> Given data
Content starts

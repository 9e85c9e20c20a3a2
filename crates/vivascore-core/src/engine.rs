//! Aggregation engine.
//!
//! Fans one answer out to the five analyzers, combines the three scorable
//! dimensions into an overall score and folds every report's findings into a
//! short suggestion list. Any analyzer failure, including a panic, degrades
//! the whole evaluation to a neutral result instead of propagating.

use std::any::Any;
use std::panic::{self, AssertUnwindSafe};
use std::sync::Arc;
use std::time::Duration;

use tracing::{debug, error, warn};

use crate::analyzers::{
    ClarityScorer, ConfidenceScorer, CoverageAnalyzer, StructureAnalyzer, TechnicalScorer,
};
use crate::config::ScoringConfig;
use crate::error::AnalyzerError;
use crate::lexicon::RuleTables;
use crate::model::{
    AudioFeatures, ClarityScore, ConfidenceScore, CoverageReport, DimensionScore, Evaluation,
    EvaluationResult, Rubric, StructureReport, TechnicalScore,
};
use crate::text::{clamp_score, round_to};
use crate::traits::{AnalysisInput, Analyzer, AudioFeatureSource, FeatureRequest};

/// The single suggestion returned with a degraded evaluation.
pub const FALLBACK_SUGGESTION: &str = "Please try again or contact support if the issue persists";

type BoxedAnalyzer<O> = Box<dyn Analyzer<Output = O>>;

/// Evaluates answers. Cheap to share behind an `Arc`; holds no per-call state.
pub struct Evaluator {
    clarity: BoxedAnalyzer<ClarityScore>,
    confidence: BoxedAnalyzer<ConfidenceScore>,
    technical: BoxedAnalyzer<TechnicalScore>,
    structure: BoxedAnalyzer<StructureReport>,
    coverage: BoxedAnalyzer<CoverageReport>,
    config: ScoringConfig,
}

impl Evaluator {
    /// Build the five standard analyzers over `tables`.
    pub fn new(tables: Arc<RuleTables>, config: ScoringConfig) -> Self {
        Self {
            clarity: Box::new(ClarityScorer::new(
                Arc::clone(&tables),
                config.clarity.clone(),
            )),
            confidence: Box::new(ConfidenceScorer::new(
                Arc::clone(&tables),
                config.confidence.clone(),
            )),
            technical: Box::new(TechnicalScorer::new(
                Arc::clone(&tables),
                config.technical.clone(),
            )),
            structure: Box::new(StructureAnalyzer::new(
                Arc::clone(&tables),
                config.structure.clone(),
            )),
            coverage: Box::new(CoverageAnalyzer::new(tables)),
            config,
        }
    }

    pub fn with_clarity(mut self, analyzer: impl Analyzer<Output = ClarityScore> + 'static) -> Self {
        self.clarity = Box::new(analyzer);
        self
    }

    pub fn with_confidence(
        mut self,
        analyzer: impl Analyzer<Output = ConfidenceScore> + 'static,
    ) -> Self {
        self.confidence = Box::new(analyzer);
        self
    }

    pub fn with_technical(
        mut self,
        analyzer: impl Analyzer<Output = TechnicalScore> + 'static,
    ) -> Self {
        self.technical = Box::new(analyzer);
        self
    }

    pub fn with_structure(
        mut self,
        analyzer: impl Analyzer<Output = StructureReport> + 'static,
    ) -> Self {
        self.structure = Box::new(analyzer);
        self
    }

    pub fn with_coverage(
        mut self,
        analyzer: impl Analyzer<Output = CoverageReport> + 'static,
    ) -> Self {
        self.coverage = Box::new(analyzer);
        self
    }

    pub fn config(&self) -> &ScoringConfig {
        &self.config
    }

    /// Evaluate one answer. Never fails: analyzer faults yield
    /// [`Evaluation::Degraded`].
    pub fn evaluate(
        &self,
        transcript: &str,
        rubric: Option<&Rubric>,
        audio: Option<&AudioFeatures>,
    ) -> Evaluation {
        let input = AnalysisInput::new(transcript)
            .with_rubric(rubric)
            .with_audio(audio);
        match self.try_evaluate(&input) {
            Ok(result) => Evaluation::Complete(result),
            Err(e) => {
                error!(analyzer = e.analyzer(), "analyzer failed: {e}");
                warn!("returning degraded evaluation");
                Evaluation::Degraded {
                    result: fallback_result(),
                    reason: e.to_string(),
                }
            }
        }
    }

    /// Fetch audio features from `source` under `deadline`, then evaluate.
    ///
    /// A slow or failing source only removes the audio signal; it never fails
    /// or degrades the evaluation.
    pub async fn evaluate_with_source(
        &self,
        transcript: &str,
        rubric: Option<&Rubric>,
        source: &dyn AudioFeatureSource,
        request: &FeatureRequest,
        deadline: Duration,
    ) -> Evaluation {
        let audio = fetch_features(source, request, deadline).await;
        self.evaluate(transcript, rubric, Some(&audio))
    }

    fn try_evaluate(&self, input: &AnalysisInput<'_>) -> Result<EvaluationResult, AnalyzerError> {
        let clarity = run(self.clarity.as_ref(), input)?;
        let confidence = run(self.confidence.as_ref(), input)?;
        let technical = run(self.technical.as_ref(), input)?;
        let structure = run(self.structure.as_ref(), input)?;
        let coverage = run(self.coverage.as_ref(), input)?;

        let overall_score = self.overall_score(technical.score, clarity.score, confidence.score);
        let suggestions =
            self.synthesize_suggestions(&clarity, &confidence, &technical, &structure, &coverage);
        debug!(overall_score, suggestions = suggestions.len(), "evaluation complete");

        Ok(EvaluationResult {
            clarity,
            confidence,
            technical,
            structure,
            coverage,
            overall_score,
            suggestions,
        })
    }

    /// Weighted overall score, one decimal.
    pub fn overall_score(&self, technical: f64, clarity: f64, confidence: f64) -> f64 {
        let w = &self.config.weights;
        let overall = w.technical * technical + w.clarity * clarity + w.confidence * confidence;
        round_to(clamp_score(overall), 1)
    }

    fn synthesize_suggestions(
        &self,
        clarity: &ClarityScore,
        confidence: &ConfidenceScore,
        technical: &TechnicalScore,
        structure: &StructureReport,
        coverage: &CoverageReport,
    ) -> Vec<String> {
        let policy = &self.config.suggestions;
        let mut suggestions: Vec<String> = Vec::new();

        if clarity.score < policy.score_threshold {
            let m = &clarity.metrics;
            if m.filler_count > policy.filler_count {
                suggestions.push("Practice reducing filler words like 'um', 'uh', 'like'".into());
            }
            if m.sentence_count < self.config.clarity.min_sentences {
                suggestions.push("Structure your answer with more complete sentences".into());
            }
            if m.flow_count == 0 {
                suggestions.push(
                    "Use transition words like 'first', 'because' and 'finally' to connect ideas"
                        .into(),
                );
            }
        }

        if confidence.score < policy.score_threshold {
            let m = &confidence.metrics;
            if m.hesitation_count > policy.hesitation_count {
                suggestions.push("Practice your answers to reduce hesitation".into());
            }
            if m.passive_ratio > policy.passive_ratio {
                suggestions.push("Use more active voice to sound more confident".into());
            }
            if m.confident_words == 0 {
                suggestions
                    .push("Include confident language like 'definitely', 'certainly'".into());
            }
        }

        if technical.score < policy.score_threshold {
            let m = &technical.metrics;
            if !m.missing_concepts.is_empty() {
                let listed: Vec<&str> = m
                    .missing_concepts
                    .iter()
                    .take(self.config.technical.listed_missing)
                    .map(String::as_str)
                    .collect();
                suggestions.push(format!("Study these key concepts: {}", listed.join(", ")));
            }
            if m.coverage_percentage < policy.coverage_percentage {
                suggestions.push("Focus on covering the fundamental concepts first".into());
            }
        }

        if !structure.issues.is_empty() {
            suggestions.extend(structure.suggestions.iter().cloned());
        }
        suggestions.extend(coverage.suggestions.iter().cloned());

        dedup_preserving_order(suggestions, policy.max_suggestions)
    }
}

impl Default for Evaluator {
    fn default() -> Self {
        Self::new(RuleTables::shared(), ScoringConfig::default())
    }
}

/// Retrieve audio features, yielding an empty bag on timeout or error.
pub async fn fetch_features(
    source: &dyn AudioFeatureSource,
    request: &FeatureRequest,
    deadline: Duration,
) -> AudioFeatures {
    match tokio::time::timeout(deadline, source.features(request)).await {
        Ok(Ok(features)) => features,
        Ok(Err(e)) => {
            warn!(
                source = source.name(),
                answer = %request.answer_id,
                "audio feature retrieval failed: {e:#}"
            );
            AudioFeatures::default()
        }
        Err(_) => {
            warn!(
                source = source.name(),
                answer = %request.answer_id,
                "audio feature retrieval timed out after {deadline:?}"
            );
            AudioFeatures::default()
        }
    }
}

/// The neutral result used when any analyzer fails.
pub fn fallback_result() -> EvaluationResult {
    EvaluationResult {
        clarity: DimensionScore::neutral("Evaluation failed"),
        confidence: DimensionScore::neutral("Evaluation failed"),
        technical: DimensionScore::neutral("Evaluation failed"),
        structure: StructureReport::fallback(),
        coverage: CoverageReport::fallback(),
        overall_score: 5.0,
        suggestions: vec![FALLBACK_SUGGESTION.to_string()],
    }
}

fn run<O>(
    analyzer: &dyn Analyzer<Output = O>,
    input: &AnalysisInput<'_>,
) -> Result<O, AnalyzerError> {
    match panic::catch_unwind(AssertUnwindSafe(|| analyzer.analyze(input))) {
        Ok(result) => result,
        Err(payload) => Err(AnalyzerError::Panicked {
            analyzer: analyzer.name(),
            message: panic_message(payload.as_ref()),
        }),
    }
}

fn panic_message(payload: &(dyn Any + Send)) -> String {
    if let Some(s) = payload.downcast_ref::<&str>() {
        s.to_string()
    } else if let Some(s) = payload.downcast_ref::<String>() {
        s.clone()
    } else {
        "unknown panic".to_string()
    }
}

fn dedup_preserving_order(items: Vec<String>, limit: usize) -> Vec<String> {
    let mut seen = std::collections::HashSet::new();
    items
        .into_iter()
        .filter(|s| seen.insert(s.clone()))
        .take(limit)
        .collect()
}
//! The `vivascore init` command.

use std::path::Path;

use anyhow::Result;

pub fn execute() -> Result<()> {
    write_if_missing(Path::new("vivascore.toml"), SAMPLE_CONFIG)?;

    std::fs::create_dir_all("question-banks")?;
    write_if_missing(Path::new("question-banks/example.toml"), EXAMPLE_BANK)?;

    std::fs::create_dir_all("answers")?;
    write_if_missing(Path::new("answers/example.toml"), EXAMPLE_ANSWERS)?;

    println!("\nNext steps:");
    println!("  1. Run: vivascore validate --bank question-banks/example.toml --answers answers/example.toml");
    println!("  2. Run: vivascore batch --answers answers/example.toml --format all");
    println!("  3. Tune weights and thresholds under [scoring] in vivascore.toml");

    Ok(())
}

fn write_if_missing(path: &Path, content: &str) -> Result<()> {
    if path.exists() {
        println!("{} already exists, skipping.", path.display());
    } else {
        std::fs::write(path, content)?;
        println!("Created {}", path.display());
    }
    Ok(())
}

const SAMPLE_CONFIG: &str = r#"# vivascore configuration

question_bank = "question-banks/example.toml"
parallelism = 4
output_dir = "./vivascore-results"

# Replace the built-in word tables with your own.
# lexicon_path = "lexicon.toml"

[scoring.weights]
technical = 0.4
clarity = 0.3
confidence = 0.3

[scoring.suggestions]
score_threshold = 6.0
max_suggestions = 5

[audio]
# none | file | http
type = "none"
timeout_ms = 5000
# url = "${VIVASCORE_AUDIO_URL}"
# api_key = "${VIVASCORE_AUDIO_KEY}"
"#;

const EXAMPLE_BANK: &str = r#"[bank]
id = "example"
name = "Example Question Bank"
description = "A couple of questions to get started"

[[questions]]
id = 1
question = "How does a hash map work internally?"
category = "Data Structures"
difficulty = "medium"
must_have_concepts = ["hash function", "bucket", "collision"]
good_to_have_concepts = ["load factor", "chaining"]
red_flags = ["always constant time"]
ideal_answer = """
A hash map is a data structure that stores key value pairs. It works by applying a
hash function to the key to pick a bucket in an array. Collisions are resolved by
chaining or open addressing, and the table resizes when the load factor grows. For
example, a phone book maps names to numbers. In summary, lookups are constant time
on average.
"""

[[questions]]
id = 2
question = "What is the difference between a process and a thread?"
category = "Operating Systems"
difficulty = "easy"
must_have_concepts = ["memory", "scheduling"]
good_to_have_concepts = ["context switch"]
"#;

const EXAMPLE_ANSWERS: &str = r#"[session]
id = "example-session"
candidate = "Example Candidate"

[[answers]]
id = "a1"
question_id = 1
transcript = """
A hash map is a data structure for key value lookups. It works by running a hash
function over the key to choose a bucket. When two keys collide we handle the
collision with chaining. For example, a phone book. In summary, lookups are fast.
"""

[answers.audio]
speaking_rate = 140.0
long_pauses = 1

[[answers]]
id = "a2"
question_id = 2
transcript = "Um, so, like, a process is uh bigger I guess. Threads are, um, smaller."
"#;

Content ends

> Work to complete
Reproduce the lines above, beginning at the line with "does a hash" and stopping after the line with "hash function to", exactly as they are.

> Solution for this task
question = "How does a hash map work internally?"
category = "Data Structures"
difficulty = "medium"
must_have_concepts = ["hash function", "bucket", "collision"]
good_to_have_concepts = ["load factor", "chaining"]
red_flags = ["always constant time"]
ideal_answer = """
A hash map is a data structure that stores key value pairs. It works by applying a
hash function to the key to pick a bucket in an array. Collisions are resolved by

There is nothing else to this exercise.